Medicine makes a lot of demands on those who chose to follow its calling. For most, the personal sacrifices are an unavoidable price that has to be paid. For others, the long hours provide an acceptable excuse for avoiding some of the messier details personal relationships require. This is true not only of medicine, but of any career where 60-80 hour workweeks are not the exceptions but the norm. Hope you all enjoyed the weekend, and had a chance to take a break in order to recharge your batteries. Now, take a moment to reflect on the following Poem of the Week.
Taking charts home after work
The day work not done: into a big bag go charts
that are overstuffed with cholesterols and heart tracings
and spiking sugars from too much icing, and hearts
gone balloony. Charts snooze in the bag, kershuffle, and sing
of lives awry in diagnosis, askew in drug, kerplunk in grief.
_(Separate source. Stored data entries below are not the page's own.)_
//! Language resolver: owner of the active language.
//!
//! One resolver exists per page. Views read strings through `translate` and
//! register with `subscribe` to re-render when the visitor flips the toggle.
//! The selection is restored from, and written back to, a `PreferenceStore`;
//! when that storage fails the resolver keeps working from memory.

use crate::i18n::preference::{PreferenceStore, LANGUAGE_KEY};
use crate::i18n::{Catalog, Language};
use crate::notify::{Notifier, Subscription};
use tracing::{debug, info, warn};

/// Receiver of the document-level `lang` attribute.
pub trait DocumentLanguage {
    fn set_lang(&self, lang: Language);
}

impl<F> DocumentLanguage for F
where
    F: Fn(Language),
{
    fn set_lang(&self, lang: Language) {
        self(lang)
    }
}

/// A host without a document (tests, the preview binary).
#[derive(Debug, Default, Clone, Copy)]
pub struct NoDocument;

impl DocumentLanguage for NoDocument {
    fn set_lang(&self, _lang: Language) {}
}

pub struct LanguageResolver {
    active: Language,
    catalog: &'static Catalog,
    store: Box<dyn PreferenceStore>,
    document: Box<dyn DocumentLanguage>,
    persistent: bool,
    changes: Notifier<Language>,
}

impl LanguageResolver {
    /// Restore the saved language, or start in Spanish.
    ///
    /// Only reads storage; nothing is written until the language changes.
    pub fn initialize(
        store: Box<dyn PreferenceStore>,
        document: Box<dyn DocumentLanguage>,
    ) -> Self {
        let (active, persistent) = match store.load(LANGUAGE_KEY) {
            Ok(Some(code)) => match Language::from_code(&code) {
                Ok(lang) => (lang, true),
                Err(e) => {
                    debug!("Ignoring stored language: {}", e);
                    (Language::default(), true)
                }
            },
            Ok(None) => (Language::default(), true),
            Err(e) => {
                warn!("Language preference unavailable, using memory only: {}", e);
                (Language::default(), false)
            }
        };

        info!("Language resolver starting in {}", active);

        Self {
            active,
            catalog: Catalog::global(),
            store,
            document,
            persistent,
            changes: Notifier::new(),
        }
    }

    /// Swap the catalog (the landing copy is used by default).
    pub fn with_catalog(mut self, catalog: &'static Catalog) -> Self {
        self.catalog = catalog;
        self
    }

    pub fn language(&self) -> Language {
        self.active
    }

    /// False once storage has failed; the selection then lives for the
    /// session only.
    pub fn is_persistent(&self) -> bool {
        self.persistent
    }

    /// Flip es ↔ en, persist it, and notify subscribers.
    pub fn toggle(&mut self) -> Language {
        self.set_language(self.active.toggled());
        self.active
    }

    /// Switch to `lang`. Selecting the current language does nothing.
    pub fn set_language(&mut self, lang: Language) {
        if lang == self.active {
            return;
        }

        self.active = lang;
        self.persist();
        self.document.set_lang(lang);
        info!("Language switched to {}", lang);
        self.changes.notify(&lang);
    }

    /// Active language, then Spanish, then the key itself.
    pub fn translate<'a>(&self, key: &'a str) -> &'a str {
        self.catalog.translate(self.active, key)
    }

    /// Accessible label for the toggle button, naming the target language.
    pub fn toggle_label(&self) -> &'static str {
        self.translate("lang.toggle_label")
    }

    /// Called with the new language after every change.
    pub fn subscribe<F>(&self, listener: F) -> Subscription
    where
        F: FnMut(&Language) + 'static,
    {
        self.changes.subscribe(listener)
    }

    fn persist(&mut self) {
        if !self.persistent {
            return;
        }
        if let Err(e) = self.store.save(LANGUAGE_KEY, self.active.code()) {
            warn!("Could not save language preference, keeping it in memory: {}", e);
            self.persistent = false;
        }
    }
}

impl std::fmt::Debug for LanguageResolver {
    fn fmt(&self, f: &mut std::fmt::Formatter<'_>) -> std::fmt::Result {
        f.debug_struct("LanguageResolver")
            .field("active", &self.active)
            .field("persistent", &self.persistent)
            .field("subscribers", &self.changes.listener_count())
            .finish()
    }
}

#[cfg(test)]
mod tests {
    use super::*;
    use crate::error::PreferenceError;
    use crate::i18n::preference::{
        FilePreferenceStore, MemoryPreferenceStore, UnavailablePreferenceStore,
    };
    use std::cell::{Cell, RefCell};
    use std::rc::Rc;
    use tempfile::TempDir;

    /// Store that remembers writes in a shared log the test can inspect.
    #[derive(Clone, Default)]
    struct RecordingStore {
        initial: Option<String>,
        writes: Rc<RefCell<Vec<String>>>,
    }

    impl PreferenceStore for RecordingStore {
        fn load(&self, _key: &str) -> Result<Option<String>, PreferenceError> {
            Ok(self.initial.clone())
        }

        fn save(&self, _key: &str, value: &str) -> Result<(), PreferenceError> {
            self.writes.borrow_mut().push(value.to_string());
            Ok(())
        }
    }

    /// Reads fine, fails every write.
    struct ReadOnlyStore;

    impl PreferenceStore for ReadOnlyStore {
        fn load(&self, _key: &str) -> Result<Option<String>, PreferenceError> {
            Ok(Some("en".to_string()))
        }

        fn save(&self, _key: &str, _value: &str) -> Result<(), PreferenceError> {
            Err(PreferenceError::Io(std::io::Error::new(
                std::io::ErrorKind::PermissionDenied,
                "quota exceeded",
            )))
        }
    }

    fn resolver_with(store: impl PreferenceStore + 'static) -> LanguageResolver {
        LanguageResolver::initialize(Box::new(store), Box::new(NoDocument))
    }

    // ==================== Initialize Tests ====================

    #[test]
    fn test_initialize_defaults_to_spanish() {
        let resolver = resolver_with(MemoryPreferenceStore::new());
        assert_eq!(resolver.language(), Language::SPANISH);
        assert!(resolver.is_persistent());
    }

    #[test]
    fn test_initialize_restores_saved_language() {
        let resolver = resolver_with(MemoryPreferenceStore::with_value(LANGUAGE_KEY, "en"));
        assert_eq!(resolver.language(), Language::ENGLISH);
    }

    #[test]
    fn test_initialize_ignores_unknown_code() {
        let resolver = resolver_with(MemoryPreferenceStore::with_value(LANGUAGE_KEY, "fr"));
        assert_eq!(resolver.language(), Language::SPANISH);
    }

    #[test]
    fn test_initialize_does_not_write() {
        let store = RecordingStore {
            initial: Some("en".to_string()),
            ..Default::default()
        };
        let writes = Rc::clone(&store.writes);
        let _resolver = resolver_with(store);
        assert!(writes.borrow().is_empty());
    }

    #[test]
    fn test_initialize_with_unavailable_storage() {
        let resolver = resolver_with(UnavailablePreferenceStore);
        assert_eq!(resolver.language(), Language::SPANISH);
        assert!(!resolver.is_persistent());
    }

    // ==================== Toggle Tests ====================

    #[test]
    fn test_toggle_twice_returns_to_start() {
        for start in ["es", "en"] {
            let mut resolver =
                resolver_with(MemoryPreferenceStore::with_value(LANGUAGE_KEY, start));
            let initial = resolver.language();
            resolver.toggle();
            assert_ne!(resolver.language(), initial);
            resolver.toggle();
            assert_eq!(resolver.language(), initial);
        }
    }

    #[test]
    fn test_toggle_persists_every_change() {
        let store = RecordingStore::default();
        let writes = Rc::clone(&store.writes);
        let mut resolver = resolver_with(store);

        resolver.toggle();
        resolver.toggle();

        assert_eq!(*writes.borrow(), vec!["en".to_string(), "es".to_string()]);
    }

    #[test]
    fn test_toggle_updates_document_lang() {
        let seen = Rc::new(RefCell::new(Vec::new()));
        let sink = Rc::clone(&seen);
        let mut resolver = LanguageResolver::initialize(
            Box::new(MemoryPreferenceStore::new()),
            Box::new(move |lang: Language| sink.borrow_mut().push(lang.code())),
        );

        resolver.toggle();

        assert_eq!(*seen.borrow(), vec!["en"]);
    }

    #[test]
    fn test_toggle_survives_write_failure() {
        let mut resolver = resolver_with(ReadOnlyStore);
        assert_eq!(resolver.language(), Language::ENGLISH);

        assert_eq!(resolver.toggle(), Language::SPANISH);
        assert!(!resolver.is_persistent());
        assert_eq!(resolver.toggle(), Language::ENGLISH);
    }

    #[test]
    fn test_toggle_persists_to_file() {
        let dir = TempDir::new().unwrap();
        let path = dir.path().join("prefs.json");

        let mut resolver = resolver_with(FilePreferenceStore::new(&path));
        resolver.toggle();
        drop(resolver);

        let restored = resolver_with(FilePreferenceStore::new(&path));
        assert_eq!(restored.language(), Language::ENGLISH);
    }

    #[test]
    fn test_set_same_language_is_noop() {
        let store = RecordingStore::default();
        let writes = Rc::clone(&store.writes);
        let mut resolver = resolver_with(store);

        resolver.set_language(Language::SPANISH);
        assert!(writes.borrow().is_empty());
    }

    // ==================== Subscription Tests ====================

    #[test]
    fn test_subscribers_see_each_change() {
        let mut resolver = resolver_with(MemoryPreferenceStore::new());
        let changes = Rc::new(Cell::new(0));
        let last = Rc::new(Cell::new(Language::SPANISH));

        let (count, latest) = (Rc::clone(&changes), Rc::clone(&last));
        let subscription = resolver.subscribe(move |lang| {
            count.set(count.get() + 1);
            latest.set(*lang);
        });

        resolver.toggle();
        assert_eq!(changes.get(), 1);
        assert_eq!(last.get(), Language::ENGLISH);

        drop(subscription);
        resolver.toggle();
        assert_eq!(changes.get(), 1);
    }

    // ==================== Translate Tests ====================

    #[test]
    fn test_translate_follows_active_language() {
        let mut resolver = resolver_with(MemoryPreferenceStore::new());
        assert_eq!(resolver.translate("hero.cta"), "Descubrir el proyecto");
        resolver.toggle();
        assert_eq!(resolver.translate("hero.cta"), "Discover the project");
    }

    #[test]
    fn test_translate_spanish_only_key_in_english() {
        let mut resolver = resolver_with(MemoryPreferenceStore::new());
        resolver.toggle();
        assert_eq!(resolver.translate("hero.eyebrow"), "La Paz, Entre Ríos");
    }

    #[test]
    fn test_translate_unknown_key_is_total() {
        let resolver = resolver_with(MemoryPreferenceStore::new());
        assert_eq!(resolver.translate("does.not.exist"), "does.not.exist");
    }

    #[test]
    fn test_translate_with_custom_catalog() {
        const ES: &[(&str, &str)] = &[("only", "Sólo en español")];
        const EN: &[(&str, &str)] = &[];
        let catalog: &'static Catalog = Box::leak(Box::new(Catalog::from_tables(&[
            (Language::SPANISH, ES),
            (Language::ENGLISH, EN),
        ])));

        let mut resolver = resolver_with(MemoryPreferenceStore::new()).with_catalog(catalog);
        resolver.toggle();
        assert_eq!(resolver.translate("only"), "Sólo en español");
    }

    #[test]
    fn test_toggle_label_names_the_other_language() {
        let mut resolver = resolver_with(MemoryPreferenceStore::new());
        assert_eq!(resolver.toggle_label(), "Switch to English");
        resolver.toggle();
        assert_eq!(resolver.toggle_label(), "Cambiar a Español");
    }
}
I take the bag as homework, heavy in hand, and think
the more you love, the more you lose. And loss isn’t brief.
I write long notes as life’s abbreviations. Kerchink
goes the mechanism of my own care, too brief,
and I wonder what the chief lesson is, and who is chief,
what I can find that is not divine, if there is a link
between the satellite metastases and that reef
hung like noose over falling in love, and these charts
are testaments, manifestoes, omnibuses of broken hearts.